A current evolutionary hypothesis predicts that the most extreme forms of animal weaponry arise in systems where combatants fight each other one-to-one, in duels. It has also been suggested that arms races in human interstate conflicts are more likely to escalate in cases where there are only two opponents. However, directly testing whether duels matter for weapon investment is difficult in animals and impossible in interstate conflicts.

In other words: it’s really hard to study one-on-one animal violence at a scale that’s big enough to provide a representative amount of data. There’s ethical reasons against it: forcing animals to fight is an illegal practice in most civilized countries because creatures such as dogs and roosters can’t consent to such activity and don’t normally hold gladiator matches in the wild.

And there are also scientific reasons against creating animal-world pit fights. For starters, we can’t go around starting fights or forcing animals into situations where they’ll fight if we want to learn anything. If we’re altering the natural path a subject would take, we’re no longer studying evolution. And there’s little to be learned about a species if we only look at the data relevant to a single DNA iteration.

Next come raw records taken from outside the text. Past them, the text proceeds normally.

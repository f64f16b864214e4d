/*
 * Copyright (c) 2023.
 *
 * This software is free software;
 *
 * You can redistribute it or modify it under terms of the MIT, Apache License or Zlib license
 */

//! Errors possible when decoding a netpbm file
use std::fmt::{Debug, Display, Formatter};
use std::io;
use std::path::PathBuf;

/// Failures to get the file contents into memory
pub enum IoErrors {
    /// The path does not exist
    FileNotFound(PathBuf),
    /// The file exists but could not be opened or read
    Unreadable(PathBuf, io::Error)
}

/// Failures caused by the contents of the file
pub enum FormatErrors {
    /// The first token is not one of `P1` to `P6`
    UnsupportedMagic(String),
    /// Width or height is missing, not a number or zero
    InvalidDimensions(&'static str),
    /// Width or height is larger than the configured limit
    LargeDimensions { limit: usize, found: usize },
    /// The max value is missing, not a number or zero
    InvalidMaxValue,
    /// The max value does not fit in a byte
    UnsupportedMaxValue(usize),
    /// Header is not terminated the way netpbm requires
    InvalidHeader(String),
    /// Fewer payload bytes (or ASCII samples) than the geometry requires
    TruncatedPayload { expected: usize, found: usize },
    /// An ASCII payload token could not be read as a sample
    InvalidSample(String),
    /// A sample is larger than the declared max value, strict mode only
    SampleOutOfRange { value: usize, max: usize },
    /// Bytes remain after the payload, strict mode only
    TrailingData(usize)
}

/// All errors returned by the decoder
pub enum PnmDecodeErrors {
    Io(IoErrors),
    Format(FormatErrors)
}

impl PnmDecodeErrors {
    /// Map an `io::Error` raised while reading `path`
    pub(crate) fn from_io(path: PathBuf, err: io::Error) -> PnmDecodeErrors {
        if err.kind() == io::ErrorKind::NotFound {
            PnmDecodeErrors::Io(IoErrors::FileNotFound(path))
        } else {
            PnmDecodeErrors::Io(IoErrors::Unreadable(path, err))
        }
    }
}

impl From<IoErrors> for PnmDecodeErrors {
    fn from(value: IoErrors) -> Self {
        PnmDecodeErrors::Io(value)
    }
}

impl From<FormatErrors> for PnmDecodeErrors {
    fn from(value: FormatErrors) -> Self {
        PnmDecodeErrors::Format(value)
    }
}

impl Debug for IoErrors {
    fn fmt(&self, f: &mut Formatter<'_>) -> std::fmt::Result {
        match self {
            Self::FileNotFound(path) => write!(f, "File not found: {}", path.display()),
            Self::Unreadable(path, err) => {
                write!(f, "Could not read {}, reason: {err}", path.display())
            }
        }
    }
}

impl Debug for FormatErrors {
    fn fmt(&self, f: &mut Formatter<'_>) -> std::fmt::Result {
        match self {
            Self::UnsupportedMagic(magic) => {
                write!(
                    f,
                    "Unsupported magic `{magic}`, supported versions are P1 to P6"
                )
            }
            Self::InvalidDimensions(reason) => write!(f, "Invalid dimensions, reason: {reason}"),
            Self::LargeDimensions { limit, found } => {
                write!(
                    f,
                    "Too large dimensions, expected a value less than {limit} but found {found}"
                )
            }
            Self::InvalidMaxValue => write!(f, "Max value must be a number greater than zero"),
            Self::UnsupportedMaxValue(value) => {
                write!(f, "Max value {value} greater than 255 is not supported")
            }
            Self::InvalidHeader(reason) => write!(f, "Invalid header, reason: {reason}"),
            Self::TruncatedPayload { expected, found } => {
                write!(
                    f,
                    "Truncated payload, expected {expected} units but found {found}"
                )
            }
            Self::InvalidSample(token) => write!(f, "Invalid sample `{token}` in payload"),
            Self::SampleOutOfRange { value, max } => {
                write!(f, "Sample {value} is larger than max value {max}")
            }
            Self::TrailingData(count) => write!(f, "{count} bytes found after the payload"),
        }
    }
}

impl Debug for PnmDecodeErrors {
    fn fmt(&self, f: &mut Formatter<'_>) -> std::fmt::Result {
        match self {
            Self::Io(err) => write!(f, "{err:?}"),
            Self::Format(err) => write!(f, "{err:?}")
        }
    }
}

impl Display for PnmDecodeErrors {
    fn fmt(&self, f: &mut Formatter<'_>) -> std::fmt::Result {
        Debug::fmt(self, f)
    }
}

impl std::error::Error for PnmDecodeErrors {
    fn source(&self) -> Option<&(dyn std::error::Error + 'static)> {
        match self {
            Self::Io(IoErrors::Unreadable(_, err)) => Some(err),
            _ => None
        }
    }
}
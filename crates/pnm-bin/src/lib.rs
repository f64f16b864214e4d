/*
 * Copyright (c) 2023.
 *
 * This software is free software;
 *
 * You can redistribute it or modify it under terms of the MIT, Apache License or Zlib license
 */

use std::process::exit;

use log::error;

use crate::workflow::{run_batch, run_interactive};

mod cmd_args;
mod cmd_parsers;
mod locale;
mod render;
mod report;
mod workflow;

pub fn main() {
    let cmd = cmd_args::create_cmd_args();
    let options = cmd.get_matches();

    cmd_parsers::global_options::setup_logger(&options);

    let parsed_opts = cmd_parsers::global_options::parse_options(&options);

    let result = match cmd_parsers::get_input_files(&options) {
        Some(files) => {
            let stdout = std::io::stdout();
            run_batch(&files, &mut stdout.lock(), &parsed_opts)
        }
        None => {
            let stdin = std::io::stdin();
            let stdout = std::io::stdout();
            run_interactive(&mut stdin.lock(), &mut stdout.lock(), &parsed_opts).map(|_| true)
        }
    };

    match result {
        Ok(true) => {}
        Ok(false) => exit(-1),
        Err(err) => {
            println!();
            error!(" Could not complete workflow, reason {:?}", err);
            println!();
            exit(-1);
        }
    }
}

However some species do have a natural habit of fighting to the death in one-on-one battles – humans are one of them. Some creatures have duels for social or non-explicit reasons, such as when bucks lock antlers to determine mating status or nematodes rip each other apart just because they can. And others fight to the death for territory or food – spiders and pumas, for example. But these kinds of duels tend to be the exception in nature.

The reason it’s important to understand these systems is simple: the more we understand how arms races work, the better we’ll be able to understand the limits of binary thinking. As anyone who’s seen the classic 1983 film “War Games” knows, the only way to win an arms race is not to play the game.

Humans went from smacking each other on the heads with sticks to mutually assured destruction via global thermonuclear detonation in a relatively short amount of time, so we’re not a very good test case. Also, we don’t tend to glorify one-on-one death matches anymore.

The researchers used StarCraft to get around this problem. The real-time strategy game is popular among AI researchers because, just like AI models, you can tweak the game’s units’ parameters and then run simulations until your heart’s content.

To test out the evolutionary theory that duels play a significant role in how animal species evolve natural weapons, the team gave certain units combat advantages. According to the researchers:

We found that combatants with experimentally improved fighting power had a large advantage in duels, but that this advantage deteriorated as the complexity of the battlefield was increased by the addition of further combatants.

This indicates, experimentally at least, that the underlying binary systems responsible for such evolutionary paradigms are severely limited in their ability to influence outcomes beyond the individual level. In other words: individual units with superior weaponry found their advantages nullified once duels became multi-front engagements. The researchers believe this systemic review could provide insight in myriad related domains:

Because our results arose in a non-biological system, they suggest that duels may feed arms races not only in the context of exaggerated weaponry and animal contests but also in other systems as well. These might include evolutionary arms races such as those between parasites and hosts, or arms races in non-biological systems such as human technology, business, military escalation, trade wars or cyber warfare.

It’ll be interesting to see where this research goes. We live in a world where everything is an arms race and success is measured at the individual level. This forces us into a binary “first or last” model where the impetus is on finding the fastest solution to any given problem, not necessarily the one that provides the greatest good.

Maybe it’s time to shift our collective focus away from building the next bigger, better, binary machine and into developing quantum computing systems that can see solutions humans and classical AI can’t.